I too have experienced a shift in my anxiety for the worse since starting perimenopause.  I feel like a shadow of the person I once was and am struggling to keep normal life going.  My only hope is that things will change for the better again.  I hope your HRT helps you soon .  (((Hugs))) Susannah xxx

Dee46:
Hi Shesham & Suzannah

I am also struggling with this crippling anxiety have never experienced anything so bad before in my life, I feel I am just existing some days & don't know whow I am  :'( I have lost my confidence & very sensitive I go from being a bit calmer to wanting to shout, scream or cry in an instant just to get this anxiety out of me. I don't look forward to anything & cannot be bothered with people sometimes, I am 9 weeks into hrt & feel I will nevery be normal again, today I am feeling sedated & not quite here, this is scary stuff, I wake every morning with the dreads & go to bed with anxiety, this does not feel normal if only people knew how deliberating this is.

jorainbow:
Hi all - Yes I'm with you!

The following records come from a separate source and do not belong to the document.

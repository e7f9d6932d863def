//! Full configuration validation.
//!
//! Each section has its own submodule; this orchestrator runs them all and
//! collects every violation into a single `ConfigError`.

mod helpers;
mod page;
mod system;
mod theme;


pub use helpers::{is_js_identifier_path, is_valid_host, is_valid_scheme, STANDARD_SCHEMES};

use crate::schema::PageHostConfig;
use pagehost_common::ConfigError;

/// Run all validations on a config, collecting all errors.
pub fn validate(config: &PageHostConfig) -> Result<(), ConfigError> {
    let mut errors: Vec<String> = Vec::new();

    page::validate_page(&mut errors, config);
    page::validate_bridge(&mut errors, config);
    theme::validate_theme(&mut errors, config);
    system::validate_logging(&mut errors, config);

    if errors.is_empty() {
        Ok(())
    } else {
        Err(ConfigError::ValidationError(errors.join("; ")))
    }
}
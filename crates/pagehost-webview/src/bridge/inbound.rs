use std::cell::{Cell, RefCell};
use std::rc::Rc;

use pagehost_common::{BridgeError, RequestError};
use serde_json::Value;
use tracing::{debug, warn};

use crate::events::PageLoadState;
use crate::ipc::{js_reject_request, js_resolve_request, IpcMessage, IpcPayload};
use crate::surface::BrowserSurface;

use super::{Disposable, RequestHandler, RequestRouter};

/// Receives requests from the embedded page and runs the bootstrap script.
///
/// The bootstrap script is evaluated each time a document finishes loading,
/// so a reload re-initializes the page with the current arguments.
pub struct PageToHostBridge {
    surface: Rc<dyn BrowserSurface>,
    router: RefCell<RequestRouter>,
    init_script: RefCell<Option<String>>,
    init_runs: Cell<u32>,
    disposed: Cell<bool>,
    dispose_count: Cell<u32>,
}

impl PageToHostBridge {
    pub fn new(surface: Rc<dyn BrowserSurface>, router: RequestRouter) -> Self {
        Self {
            surface,
            router: RefCell::new(router),
            init_script: RefCell::new(None),
            init_runs: Cell::new(0),
            disposed: Cell::new(false),
            dispose_count: Cell::new(0),
        }
    }

    /// Queue `script` to run when the page is ready. Replaces any earlier one.
    pub fn set_init_script(&self, script: impl Into<String>) {
        *self.init_script.borrow_mut() = Some(script.into());
    }

    pub fn init_script(&self) -> Option<String> {
        self.init_script.borrow().clone()
    }

    /// Number of times the bootstrap script has been evaluated.
    pub fn init_runs(&self) -> u32 {
        self.init_runs.get()
    }

    /// React to a page load transition. Returns `true` if the bootstrap
    /// script was evaluated.
    pub fn handle_page_load(&self, state: PageLoadState, url: &str) -> bool {
        if self.disposed.get() || state != PageLoadState::Finished {
            return false;
        }
        let Some(script) = self.init_script() else {
            return false;
        };
        match self.surface.evaluate_script(&script) {
            Ok(()) => {
                self.init_runs.set(self.init_runs.get() + 1);
                debug!(url, "bootstrap script evaluated");
                true
            }
            Err(e) => {
                warn!(url, error = %e, "failed to run bootstrap script");
                false
            }
        }
    }

    /// Handle a raw `postMessage` body. Returns `true` if it was a valid
    /// envelope and reached a handler.
    pub fn handle_message(&self, raw: &str) -> bool {
        if self.disposed.get() {
            debug!("dropping page message after dispose");
            return false;
        }
        let Some(message) = IpcMessage::from_json(raw) else {
            warn!(body_len = raw.len(), "ignoring malformed page message");
            return false;
        };

        let result = match self.router.try_borrow() {
            Ok(router) => router.handle(&message),
            Err(_) => Err(RequestError::Failed("request router is busy".into())),
        };

        match (&result, message.id) {
            (Ok(_), None) => {}
            (Err(e), None) => warn!(kind = %message.kind, error = %e, "page message failed"),
            (Ok(value), Some(id)) => self.reply(&js_resolve_request(id, value)),
            (Err(e), Some(id)) => {
                debug!(kind = %message.kind, id, error = %e, "rejecting page request");
                self.reply(&js_reject_request(id, &e.to_string()));
            }
        }
        true
    }

    fn reply(&self, script: &str) {
        if let Err(e) = self.surface.evaluate_script(script) {
            warn!(error = %e, "failed to deliver reply to page");
        }
    }

    /// Add or replace a route on the live router.
    pub fn register_handler<F>(&self, kind: &str, route: F) -> Result<bool, BridgeError>
    where
        F: Fn(&IpcPayload) -> Result<Value, RequestError> + 'static,
    {
        if self.disposed.get() {
            return Err(BridgeError::Disposed);
        }
        let mut router = self
            .router
            .try_borrow_mut()
            .map_err(|_| BridgeError::Busy)?;
        Ok(router.register(kind, route))
    }

    pub fn is_disposed(&self) -> bool {
        self.disposed.get()
    }

    /// Number of times the release hook actually ran. Never exceeds one.
    pub fn dispose_count(&self) -> u32 {
        self.dispose_count.get()
    }
}

impl Disposable for PageToHostBridge {
    fn dispose(&self) {
        if self.disposed.replace(true) {
            return;
        }
        self.dispose_count.set(self.dispose_count.get() + 1);
        if let Ok(mut router) = self.router.try_borrow_mut() {
            router.clear();
        }
        self.init_script.borrow_mut().take();
        debug!("page-to-host bridge disposed");
    }
}
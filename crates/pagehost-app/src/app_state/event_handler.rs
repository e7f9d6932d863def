//! `ApplicationHandler` implementation for the winit event loop.

use winit::application::ApplicationHandler;
use winit::event::WindowEvent;
use winit::event_loop::ActiveEventLoop;
use winit::window::{Theme, WindowId};

use super::bounds::{appearance_of, full_window_bounds};
use super::core::PageHostApp;

impl ApplicationHandler for PageHostApp {
    fn resumed(&mut self, event_loop: &ActiveEventLoop) {
        if self.window.is_some() {
            return;
        }
        if !self.initialize_window(event_loop) {
            self.should_exit = true;
            event_loop.exit();
        }
    }

    fn window_event(
        &mut self,
        event_loop: &ActiveEventLoop,
        _window_id: WindowId,
        event: WindowEvent,
    ) {
        match event {
            WindowEvent::CloseRequested => {
                tracing::info!("window close requested");
                self.shutdown();
                event_loop.exit();
            }

            WindowEvent::Resized(size) => {
                if size.width > 0 && size.height > 0 {
                    self.sync_surface_bounds(size);
                }
            }

            WindowEvent::ThemeChanged(theme) => {
                self.handle_theme_changed(theme);
            }

            WindowEvent::Focused(true) => {
                if let Some(host) = &self.host {
                    host.focus();
                }
            }

            _ => {}
        }
    }

    fn about_to_wait(&mut self, event_loop: &ActiveEventLoop) {
        if self.should_exit {
            event_loop.exit();
            return;
        }
        self.poll_and_schedule(event_loop);
    }
}

impl PageHostApp {
    fn sync_surface_bounds(&self, size: winit::dpi::PhysicalSize<u32>) {
        let (Some(window), Some(surface)) = (&self.window, &self.surface) else {
            return;
        };
        let bounds = full_window_bounds(size, window.scale_factor());
        if let Err(e) = surface.set_bounds(bounds) {
            tracing::warn!("failed to resize page surface: {e}");
        }
    }

    /// Publish the new OS theme; the host forwards it on the next poll.
    fn handle_theme_changed(&self, theme: Theme) {
        let Some(bus) = &self.theme else {
            return;
        };
        let snapshot = self.palette.snapshot(appearance_of(Some(theme)));
        let notified = bus.set_snapshot(snapshot);
        tracing::debug!(?theme, notified, "OS theme changed");
    }
}
//! Top-level application state.
//!
//! Implements `winit::application::ApplicationHandler`: owns the window, the
//! browser surface and the embedded page host, and feeds OS theme and focus
//! changes into the host.

mod bounds;
mod core;
mod event_handler;
mod init;
mod polling;
mod requests;
mod shutdown;

pub use self::core::PageHostApp;
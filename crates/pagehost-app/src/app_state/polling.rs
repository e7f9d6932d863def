//! Periodic host pumping.

use std::time::{Duration, Instant};

use winit::event_loop::{ActiveEventLoop, ControlFlow};

use super::core::PageHostApp;

/// How often queued page and theme events are processed.
pub(super) const POLL_INTERVAL: Duration = Duration::from_millis(16);

impl PageHostApp {
    /// Pump the host and schedule the next wake-up.
    pub(super) fn poll_and_schedule(&mut self, event_loop: &ActiveEventLoop) {
        let now = Instant::now();

        if now.duration_since(self.last_poll) >= POLL_INTERVAL {
            self.last_poll = now;
            if let Some(host) = &self.host {
                let stats = host.pump();
                if !stats.is_idle() {
                    tracing::trace!(
                        theme_forwards = stats.theme_forwards,
                        ipc_messages = stats.ipc_messages,
                        page_loads = stats.page_loads,
                        "host pumped"
                    );
                }
            }
        }

        event_loop.set_control_flow(ControlFlow::WaitUntil(Instant::now() + POLL_INTERVAL));
    }
}
//! Embedded page host built on a native webview.
//!
//! Provides:
//! - A refcounted registry of custom URL scheme handlers
//! - Bundled content serving for the custom scheme
//! - Bidirectional messaging (host -> page calls, page -> host requests)
//! - A theme source abstraction that forwards look-and-feel changes
//! - `EmbeddedPageHost`, which wires all of the above to one browser surface

pub mod bridge;
pub mod content;
pub mod events;
pub mod host;
pub mod ipc;
pub mod scheme;
pub mod surface;
pub mod theme;

#[cfg(test)]
pub(crate) mod testing;

pub use bridge::{
    Disposable, Disposer, HostToPageBridge, PageToHostBridge, RequestHandler, RequestRouter,
};
pub use content::ContentProvider;
pub use events::{PageLoadState, WebViewEvent};
pub use host::{EmbeddedPageHost, HostOptions, HostState, PumpStats};
pub use ipc::{IpcMessage, IpcPayload};
pub use scheme::{Asset, SchemeHandler, SchemeRegistration, SchemeRegistry, SchemeResponse};
pub use surface::{BrowserSurface, NavigationPolicy, WrySurface, WrySurfaceOptions};
pub use theme::{
    ThemeBus, ThemeChange, ThemeEvent, ThemePalette, ThemeSnapshot, ThemeSource,
    ThemeSubscription,
};
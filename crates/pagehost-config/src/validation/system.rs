use crate::schema::PageHostConfig;

const LOG_LEVELS: &[&str] = &["trace", "debug", "info", "warn", "error"];

pub(crate) fn validate_logging(errors: &mut Vec<String>, config: &PageHostConfig) {
    let level = config.logging.level.as_str();
    if !LOG_LEVELS.contains(&level) {
        errors.push(format!(
            "logging.level = {level:?} must be one of {}",
            LOG_LEVELS.join(", ")
        ));
    }
}
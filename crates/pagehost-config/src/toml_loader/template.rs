//! Default TOML config template with inline documentation comments.

/// Generate the default TOML config content with comments.
pub(crate) fn default_config_toml() -> String {
    r##"# pagehost configuration
# Only override what you want to change -- missing fields use defaults.

[page]
# scheme = "pagehost"          # custom scheme, never http/https/file/...
# host = "localhost"
# entry = "html/index.html"    # relative to assets_dir
# assets_dir = "assets"

[bridge]
# bootstrap_function = "initializePage"   # called with the dark-theme flag

[theme]
# watched_property = "lookAndFeel"
# changed_event = "themeChanged"
# changed_argument = "green"
# dark_background = "#2b2d30"
# light_background = "#f7f8fa"

[webview]
# devtools = false
# user_agent = "PageHost/0.1.0"
# extra_allowed_origins = []

[logging]
# level = "info"               # trace, debug, info, warn, error
"##
    .to_string()
}
//! Orderly teardown.

use super::core::PageHostApp;

impl PageHostApp {
    /// Dispose the host, then drop the surface and the window.
    pub(super) fn shutdown(&mut self) {
        tracing::info!("initiating shutdown");

        if let Some(host) = self.host.take() {
            host.dispose();
        }
        self.surface = None;
        self.theme = None;
        self.window = None;
        self.should_exit = true;

        tracing::info!("shutdown complete");
    }
}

I've just tried this exercise in the garden and it works but I'm not having a wobble at the minute so will keep practising! Someone also mentioned using the alphabet - 3 names with a etc. I understand though how things go out if the window when anxiety gets the better!! Xx

Dee46:
I also tried this exercise & then tried to remembering it one day & then the brain fog kicked in & I forgot  ;D. I use the  calm app which can help but when anxiety is high nothing seems to work it goes out the window like you said Jo!   :( .The sun is beautiful today so that definitely has an effect on mood shame my body & ;mind is not what it should be, another day off the meno calendar though!

Kipper:
Hi, all I'm new to the forum and and frantically reading to see if anyone else feels the same as me....insecure, sad, jealous, awkward, boring....all the horrible things that I don't want to feel. I'm normally outgoing and bubbly. What's the calm app everyone is talking about?